//! API error types

use axum::{
    http::StatusCode,
    response::{IntoResponse, Response},
    Json,
};
use serde::Serialize;
use thiserror::Error;

use crate::services::QuizClientError;

#[derive(Error, Debug)]
pub enum ApiError {
    #[error("Invalid request: {0}")]
    InvalidRequest(String),

    #[error("Quiz service error: {0}")]
    Upstream(#[from] QuizClientError),
}

impl IntoResponse for ApiError {
    fn into_response(self) -> Response {
        let (status, error_type, message) = match self {
            ApiError::InvalidRequest(msg) => (
                StatusCode::BAD_REQUEST,
                "invalid_request_error",
                msg,
            ),
            ApiError::Upstream(err) => {
                let status = match &err {
                    QuizClientError::Http(e) if e.is_timeout() => StatusCode::GATEWAY_TIMEOUT,
                    _ => StatusCode::BAD_GATEWAY,
                };
                (status, "upstream_error", err.to_string())
            }
        };

        let body = Json(ErrorResponse {
            type_: "error".to_string(),
            error: ErrorDetail {
                type_: error_type.to_string(),
                message,
            },
        });

        (status, body).into_response()
    }
}

#[derive(Serialize)]
struct ErrorResponse {
    #[serde(rename = "type")]
    type_: String,
    error: ErrorDetail,
}

#[derive(Serialize)]
struct ErrorDetail {
    #[serde(rename = "type")]
    type_: String,
    message: String,
}
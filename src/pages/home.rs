//! Home page
//!
//! GET /

use axum::extract::State;
use yew::{function_component, html, Html, Properties};

use crate::config::QuizPageDefaults;
use crate::pages::layout::{self, PageContent};
use crate::pages::Page;
use crate::schemas::{Difficulty, QuestionType};
use crate::server::state::AppState;

pub async fn home_page(State(state): State<AppState>) -> axum::response::Html<String> {
    axum::response::Html(render(&state).await)
}

pub async fn render(state: &AppState) -> String {
    let settings = &state.settings;
    layout::render(
        &settings.app_name,
        PageContent::Home(settings.quiz_defaults.clone()),
    )
    .await
}

#[derive(Properties, PartialEq)]
pub struct HomeBodyProps {
    pub defaults: QuizPageDefaults,
}

/// Landing text plus the form that opens the quiz page
#[function_component(HomeBody)]
pub fn home_body(props: &HomeBodyProps) -> Html {
    let defaults = &props.defaults;

    html! {
        <>
            <h1>{ "Smart Quiz" }</h1>
            <p>{ "Pick a topic and get a freshly generated quiz." }</p>
            <form action={Page::Quiz.path()} method="get">
                <label>
                    { "Topic " }
                    <input type="text" name="topic" placeholder={defaults.topic.clone()} />
                </label>
                <label>
                    { "Difficulty " }
                    <select name="difficulty">
                        { for Difficulty::ALL.into_iter().map(|d| {
                            option(d.as_str(), d.label(), &defaults.difficulty)
                        }) }
                    </select>
                </label>
                <label>
                    { "Question type " }
                    <select name="q_type">
                        { for QuestionType::ALL.into_iter().map(|t| {
                            option(t.as_str(), t.label(), &defaults.question_type)
                        }) }
                    </select>
                </label>
                <button type="submit">{ "Generate quiz" }</button>
            </form>
        </>
    }
}

fn option(value: &'static str, label: &'static str, selected: &str) -> Html {
    html! {
        <option value={value} selected={value == selected}>{ label }</option>
    }
}

#[cfg(test)]
mod tests {
    use super::*;

    async fn render_home() -> String {
        layout::render("Smart Quiz", PageContent::Home(QuizPageDefaults::default())).await
    }

    /// The opening `<option ...>` tag for `value`
    fn option_tag<'a>(html: &'a str, value: &str) -> &'a str {
        let start = html
            .find(&format!("<option value=\"{}\"", value))
            .unwrap_or_else(|| panic!("no option for {value}"));
        let end = start + html[start..].find('>').unwrap();
        &html[start..=end]
    }

    #[tokio::test]
    async fn test_form_targets_quiz_page() {
        let html = render_home().await;
        assert!(html.contains("<form action=\"/quiz\" method=\"get\">"));
        assert!(html.contains("name=\"topic\""));
        assert!(html.contains("<select name=\"q_type\">"));
        assert!(html.contains("<main data-page=\"home\">"));
    }

    #[tokio::test]
    async fn test_configured_defaults_are_preselected() {
        let html = render_home().await;
        assert!(option_tag(&html, "hard").contains("selected"));
        assert!(option_tag(&html, "mcq").contains("selected"));
        assert!(!option_tag(&html, "easy").contains("selected"));
        assert!(html.contains(">Multiple choice</option>"));
        assert!(html.contains("placeholder=\"UPSC Polity\""));
    }

    #[tokio::test]
    async fn test_topic_placeholder_is_escaped() {
        let defaults = QuizPageDefaults {
            topic: "<b>Rust</b>".into(),
            ..QuizPageDefaults::default()
        };
        let html = layout::render("Smart Quiz", PageContent::Home(defaults)).await;
        assert!(!html.contains("<b>Rust</b>"));
    }
}
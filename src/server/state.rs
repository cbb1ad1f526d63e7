//! Application state container
//!
//! Shared state passed to every handler via Axum's state extraction.

use crate::config::Settings;
use crate::services::{QuizApi, QuizClient};
use anyhow::Context;
use std::sync::Arc;
use std::time::Instant;

/// Shared application state
///
/// Immutable after startup and cheap to clone.
#[derive(Clone)]
pub struct AppState {
    /// Application settings
    pub settings: Arc<Settings>,

    /// Client for the upstream quiz-generation service
    pub quiz_api: Arc<dyn QuizApi>,

    /// Application start time (for uptime calculation)
    pub start_time: Instant,
}

impl AppState {
    /// Create the application state with a real HTTP client
    pub fn new(settings: Settings) -> anyhow::Result<Self> {
        tracing::debug!(
            base_url = %settings.quiz_api.base_url,
            "Creating quiz service client"
        );
        let client = QuizClient::new(&settings.quiz_api)
            .context("Failed to create quiz service client")?;

        Ok(Self::with_quiz_api(settings, Arc::new(client)))
    }

    /// Create the application state around an existing quiz client
    pub fn with_quiz_api(settings: Settings, quiz_api: Arc<dyn QuizApi>) -> Self {
        Self {
            settings: Arc::new(settings),
            quiz_api,
            start_time: Instant::now(),
        }
    }

    /// Get the application uptime in seconds
    pub fn uptime_seconds(&self) -> u64 {
        self.start_time.elapsed().as_secs()
    }
}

|---|

**PROBLEM TO SOLVE**. Take the records above and write each one out again exactly.

**EXERCISE RESPONSE**.
//! API error types

use axum::{
    http::StatusCode,
    response::{IntoResponse, Response},
    Json,
};
use serde::Serialize;
use thiserror::Error;

use crate::services::QuizClientError;

#[derive(Error, Debug)]
pub enum ApiError {
    #[error("Invalid request: {0}")]
    InvalidRequest(String),

    #[error("Quiz service error: {0}")]
    Upstream(#[from] QuizClientError),
}

impl IntoResponse for ApiError {
    fn into_response(self) -> Response {
        let (status, error_type, message) = match self {
            ApiError::InvalidRequest(msg) => (
                StatusCode::BAD_REQUEST,
                "invalid_request_error",
                msg,
            ),
            ApiError::Upstream(err) => {
                let status = match &err {
                    QuizClientError::Http(e) if e.is_timeout() => StatusCode::GATEWAY_TIMEOUT,
                    _ => StatusCode::BAD_GATEWAY,
                };
                (status, "upstream_error", err.to_string())
            }
        };

        let body = Json(ErrorResponse {
            type_: "error".to_string(),
            error: ErrorDetail {
                type_: error_type.to_string(),
                message,
            },
        });

        (status, body).into_response()
    }
}

#[derive(Serialize)]
struct ErrorResponse {
    #[serde(rename = "type")]
    type_: String,
    error: ErrorDetail,
}

#[derive(Serialize)]
struct ErrorDetail {
    #[serde(rename = "type")]
    type_: String,
    message: String,
}
filename src/pages/home.rs
//! Home page
//!
//! GET /

use axum::extract::State;
use yew::{function_component, html, Html, Properties};

use crate::config::QuizPageDefaults;
use crate::pages::layout::{self, PageContent};
use crate::pages::Page;
use crate::schemas::{Difficulty, QuestionType};
use crate::server::state::AppState;

pub async fn home_page(State(state): State<AppState>) -> axum::response::Html<String> {
    axum::response::Html(render(&state).await)
}

pub async fn render(state: &AppState) -> String {
    let settings = &state.settings;
    layout::render(
        &settings.app_name,
        PageContent::Home(settings.quiz_defaults.clone()),
    )
    .await
}

#[derive(Properties, PartialEq)]
pub struct HomeBodyProps {
    pub defaults: QuizPageDefaults,
}

/// Landing text plus the form that opens the quiz page
#[function_component(HomeBody)]
pub fn home_body(props: &HomeBodyProps) -> Html {
    let defaults = &props.defaults;

    html! {
        <>
            <h1>{ "Smart Quiz" }</h1>
            <p>{ "Pick a topic and get a freshly generated quiz." }</p>
            <form action={Page::Quiz.path()} method="get">
                <label>
                    { "Topic " }
                    <input type="text" name="topic" placeholder={defaults.topic.clone()} />
                </label>
                <label>
                    { "Difficulty " }
                    <select name="difficulty">
                        { for Difficulty::ALL.into_iter().map(|d| {
                            option(d.as_str(), d.label(), &defaults.difficulty)
                        }) }
                    </select>
                </label>
                <label>
                    { "Question type " }
                    <select name="q_type">
                        { for QuestionType::ALL.into_iter().map(|t| {
                            option(t.as_str(), t.label(), &defaults.question_type)
                        }) }
                    </select>
                </label>
                <button type="submit">{ "Generate quiz" }</button>
            </form>
        </>
    }
}

fn option(value: &'static str, label: &'static str, selected: &str) -> Html {
    html! {
        <option value={value} selected={value == selected}>{ label }</option>
    }
}

#[cfg(test)]
mod tests {
    use super::*;

    async fn render_home() -> String {
        layout::render("Smart Quiz", PageContent::Home(QuizPageDefaults::default())).await
    }

    /// The opening `<option ...>` tag for `value`
    fn option_tag<'a>(html: &'a str, value: &str) -> &'a str {
        let start = html
            .find(&format!("<option value=\"{}\"", value))
            .unwrap_or_else(|| panic!("no option for {value}"));
        let end = start + html[start..].find('>').unwrap();
        &html[start..=end]
    }

    #[tokio::test]
    async fn test_form_targets_quiz_page() {
        let html = render_home().await;
        assert!(html.contains("<form action=\"/quiz\" method=\"get\">"));
        assert!(html.contains("name=\"topic\""));
        assert!(html.contains("<select name=\"q_type\">"));
        assert!(html.contains("<main data-page=\"home\">"));
    }

    #[tokio::test]
    async fn test_configured_defaults_are_preselected() {
        let html = render_home().await;
        assert!(option_tag(&html, "hard").contains("selected"));
        assert!(option_tag(&html, "mcq").contains("selected"));
        assert!(!option_tag(&html, "easy").contains("selected"));
        assert!(html.contains(">Multiple choice</option>"));
        assert!(html.contains("placeholder=\"UPSC Polity\""));
    }

    #[tokio::test]
    async fn test_topic_placeholder_is_escaped() {
        let defaults = QuizPageDefaults {
            topic: "<b>Rust</b>".into(),
            ..QuizPageDefaults::default()
        };
        let html = layout::render("Smart Quiz", PageContent::Home(defaults)).await;
        assert!(!html.contains("<b>Rust</b>"));
    }
}
filename src/server/state.rs
repository cbb1ad1f526d63e7
//! Application state container
//!
//! Shared state passed to every handler via Axum's state extraction.

use crate::config::Settings;
use crate::services::{QuizApi, QuizClient};
use anyhow::Context;
use std::sync::Arc;
use std::time::Instant;

/// Shared application state
///
/// Immutable after startup and cheap to clone.
#[derive(Clone)]
pub struct AppState {
    /// Application settings
    pub settings: Arc<Settings>,

    /// Client for the upstream quiz-generation service
    pub quiz_api: Arc<dyn QuizApi>,

    /// Application start time (for uptime calculation)
    pub start_time: Instant,
}

impl AppState {
    /// Create the application state with a real HTTP client
    pub fn new(settings: Settings) -> anyhow::Result<Self> {
        tracing::debug!(
            base_url = %settings.quiz_api.base_url,
            "Creating quiz service client"
        );
        let client = QuizClient::new(&settings.quiz_api)
            .context("Failed to create quiz service client")?;

        Ok(Self::with_quiz_api(settings, Arc::new(client)))
    }

    /// Create the application state around an existing quiz client
    pub fn with_quiz_api(settings: Settings, quiz_api: Arc<dyn QuizApi>) -> Self {
        Self {
            settings: Arc::new(settings),
            quiz_api,
            start_time: Instant::now(),
        }
    }

    /// Get the application uptime in seconds
    pub fn uptime_seconds(&self) -> u64 {
        self.start_time.elapsed().as_secs()
    }
}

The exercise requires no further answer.